- Active: 2 December 1854–March 1909
- Country: United Kingdom
- Branch: Militia
- Role: Garrison Artillery
- Part of: Western Division, RA
- Garrison/HQ: Swansea
- Nickname: The Swansea Artillery

= Royal Glamorgan Artillery Militia =

Auxiliary unit of the British Army

The Royal Glamorgan Artillery Militia (RGAM) was a part-time reserve unit of Britain's Royal Artillery based at Swansea in Glamorgan, South Wales, from 1854 to 1909.

==Background==
The long-standing national Militia of the United Kingdom was revived by the Militia Act 1852, enacted during a period of international tension. As before, units were raised and administered on a county basis, and filled by voluntary enlistment (although conscription by means of the Militia Ballot might be used if the counties failed to meet their quotas). Training was for 56 days on enlistment, then for 21–28 days per year, during which the men received full army pay. Under the Act, Militia units could be embodied by Royal Proclamation for full-time home defence service in three circumstances:
1. 'Whenever a state of war exists between Her Majesty and any foreign power'.
2. 'In all cases of invasion or upon imminent danger thereof'.
3. 'In all cases of rebellion or insurrection'.

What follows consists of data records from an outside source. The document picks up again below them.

// SPDX-License-Identifier: Apache-2.0
// Copyright SoftFlow Authors

//! Connection-control messages: hello (with version-bitmap elements),
//! error, echo, experimenter, barrier.

use tracing::debug;

use crate::buffer::Buffer;
use crate::consts::OFPHET_VERSIONBITMAP;
use crate::consts::msg_type::*;
use crate::msg::create_header;
use crate::{OFP_HEADER_LEN, pad_to_64};

/// Build one `OFPHET_VERSIONBITMAP` hello element advertising the given
/// protocol versions, padded out to a 64-bit boundary.
#[must_use]
pub fn create_hello_elem_versionbitmap(versions: &[u8]) -> Buffer {
    let max_version = versions.iter().copied().max().unwrap_or(0);
    let n_bitmaps = usize::from(max_version) / 32 + 1;

    let element_length = 4 + n_bitmaps * 4;
    let mut buf = Buffer::with_capacity(element_length + pad_to_64(element_length));
    buf.put_u16(OFPHET_VERSIONBITMAP);
    buf.put_u16(element_length as u16);

    let mut bitmaps = vec![0u32; n_bitmaps];
    for version in versions {
        bitmaps[usize::from(*version) / 32] |= 1 << (u32::from(*version) % 32);
    }
    for bitmap in bitmaps {
        buf.put_u32(bitmap);
    }
    buf.put_zeros(pad_to_64(element_length));
    buf
}

/// Build a hello carrying pre-packed elements.
#[must_use]
pub fn create_hello(transaction_id: u32, elements: Option<&Buffer>) -> Buffer {
    let elements_length = elements.map_or(0, Buffer::len);
    debug!("creating a hello ( xid = {transaction_id:#x}, data length = {elements_length} )");

    let length = OFP_HEADER_LEN + elements_length;
    let mut buf = create_header(transaction_id, OFPT_HELLO, length as u16);
    if let Some(elements) = elements {
        buf.put_bytes(elements.as_slice());
    }
    buf
}

/// Build an error whose data echoes (a prefix of) the offending message.
#[must_use]
pub fn create_error(
    transaction_id: u32,
    error_type: u16,
    error_code: u16,
    data: Option<&[u8]>,
) -> Buffer {
    let data_len = data.map_or(0, <[u8]>::len);
    debug!(
        "creating an error ( xid = {transaction_id:#x}, type = {error_type:#x}, code = {error_code:#x}, data length = {data_len} )"
    );

    let length = OFP_HEADER_LEN + 4 + data_len;
    let mut buf = create_header(transaction_id, OFPT_ERROR, length as u16);
    buf.put_u16(error_type);
    buf.put_u16(error_code);
    if let Some(data) = data {
        buf.put_bytes(data);
    }
    buf
}

/// Build an experimenter error.
#[must_use]
pub fn create_error_experimenter(
    transaction_id: u32,
    exp_type: u16,
    experimenter: u32,
    data: Option<&[u8]>,
) -> Buffer {
    use crate::consts::error_type::OFPET_EXPERIMENTER;

    let data_len = data.map_or(0, <[u8]>::len);
    let length = OFP_HEADER_LEN + 8 + data_len;
    let mut buf = create_header(transaction_id, OFPT_ERROR, length as u16);
    buf.put_u16(OFPET_EXPERIMENTER);
    buf.put_u16(exp_type);
    buf.put_u32(experimenter);
    if let Some(data) = data {
        buf.put_bytes(data);
    }
    buf
}

fn create_echo(transaction_id: u32, msg_type: u8, body: Option<&[u8]>) -> Buffer {
    let body_len = body.map_or(0, <[u8]>::len);
    let length = OFP_HEADER_LEN + body_len;
    let mut buf = create_header(transaction_id, msg_type, length as u16);
    if let Some(body) = body {
        buf.put_bytes(body);
    }
    buf
}

#[must_use]
pub fn create_echo_request(transaction_id: u32, body: Option<&[u8]>) -> Buffer {
    create_echo(transaction_id, OFPT_ECHO_REQUEST, body)
}

/// The reply must carry the request body byte for byte.
#[must_use]
pub fn create_echo_reply(transaction_id: u32, body: Option<&[u8]>) -> Buffer {
    create_echo(transaction_id, OFPT_ECHO_REPLY, body)
}

#[must_use]
pub fn create_experimenter(
    transaction_id: u32,
    experimenter: u32,
    exp_type: u32,
    data: Option<&[u8]>,
) -> Buffer {
    let data_len = data.map_or(0, <[u8]>::len);
    let length = OFP_HEADER_LEN + 8 + data_len;
    let mut buf = create_header(transaction_id, OFPT_EXPERIMENTER, length as u16);
    buf.put_u32(experimenter);
    buf.put_u32(exp_type);
    if let Some(data) = data {
        buf.put_bytes(data);
    }
    buf
}

#[must_use]
pub fn create_barrier_request(transaction_id: u32) -> Buffer {
    create_header(transaction_id, OFPT_BARRIER_REQUEST, OFP_HEADER_LEN as u16)
}

#[must_use]
pub fn create_barrier_reply(transaction_id: u32) -> Buffer {
    create_header(transaction_id, OFPT_BARRIER_REPLY, OFP_HEADER_LEN as u16)
}

#[cfg(test)]
mod test {
    use super::*;
    use pretty_assertions::assert_eq;

    #[test]
    fn versionbitmap_for_of13() {
        let element = create_hello_elem_versionbitmap(&[0x04]);
        // type, length = 8, one bitmap with bit 4 set, no pad needed
        assert_eq!(element.as_slice(), &[0x00, 0x01, 0x00, 0x08, 0x00, 0x00, 0x00, 0x10]);
    }

    #[test]
    fn versionbitmap_spanning_two_words() {
        let element = create_hello_elem_versionbitmap(&[0x01, 0x04, 0x21]);
        assert_eq!(element.u16_at(2), 12); // 4 + two bitmaps
        assert_eq!(element.u32_at(4), (1 << 1) | (1 << 4));
        assert_eq!(element.u32_at(8), 1 << 1); // version 0x21 -> word 1, bit 1
        assert_eq!(element.len(), 16); // padded to 64 bits
    }

    #[test]
    fn hello_wraps_the_element() {
        let element = create_hello_elem_versionbitmap(&[0x04]);
        let hello = create_hello(0x55, Some(&element));
        assert_eq!(hello.len(), 16);
        assert_eq!(hello.u16_at(2), 16);
        assert_eq!(hello.u8_at(1), OFPT_HELLO);
        assert_eq!(&hello.as_slice()[8..], element.as_slice());
    }

    #[test]
    fn echo_reply_echoes_the_body() {
        let reply = create_echo_reply(9, Some(b"ping"));
        assert_eq!(reply.len(), 12);
        assert_eq!(&reply.as_slice()[8..], b"ping");
    }

    #[test]
    fn error_carries_type_code_and_data() {
        let err = create_error(1, 4, 9, Some(&[0xde, 0xad]));
        assert_eq!(err.u16_at(8), 4);
        assert_eq!(err.u16_at(10), 9);
        assert_eq!(&err.as_slice()[12..], &[0xde, 0xad]);
    }
}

The 1852 Act introduced Militia Artillery units in addition to the traditional infantry regiments. Their role was to man coastal defences and fortifications, relieving the Royal Artillery (RA) for active service.

==History==
In 1854 the Lord Lieutenant of Glamorgan was instructed to raise a corps of militia artillery to man the fortifications proposed for the Glamorganshire coast, particularly Swansea Bay. The unit first appeared in the Army List in September 1854 but it was not until 2 December that its commanding officer was appointed. He was Lieutenant-Colonel Evan Morgan, a former officer of The Rocket Troop, Royal Horse Artillery, who had served in the Peninsular War and the War of 1812. The new corps' headquarters (HQ) was established at Swansea and it was to consist of three batteries. When recruiting opened in August 1855 the unit was awarded the privilege of styling itself the Royal Glamorgan Artillery Militia (following the Royal Glamorgan Light Infantry Militia).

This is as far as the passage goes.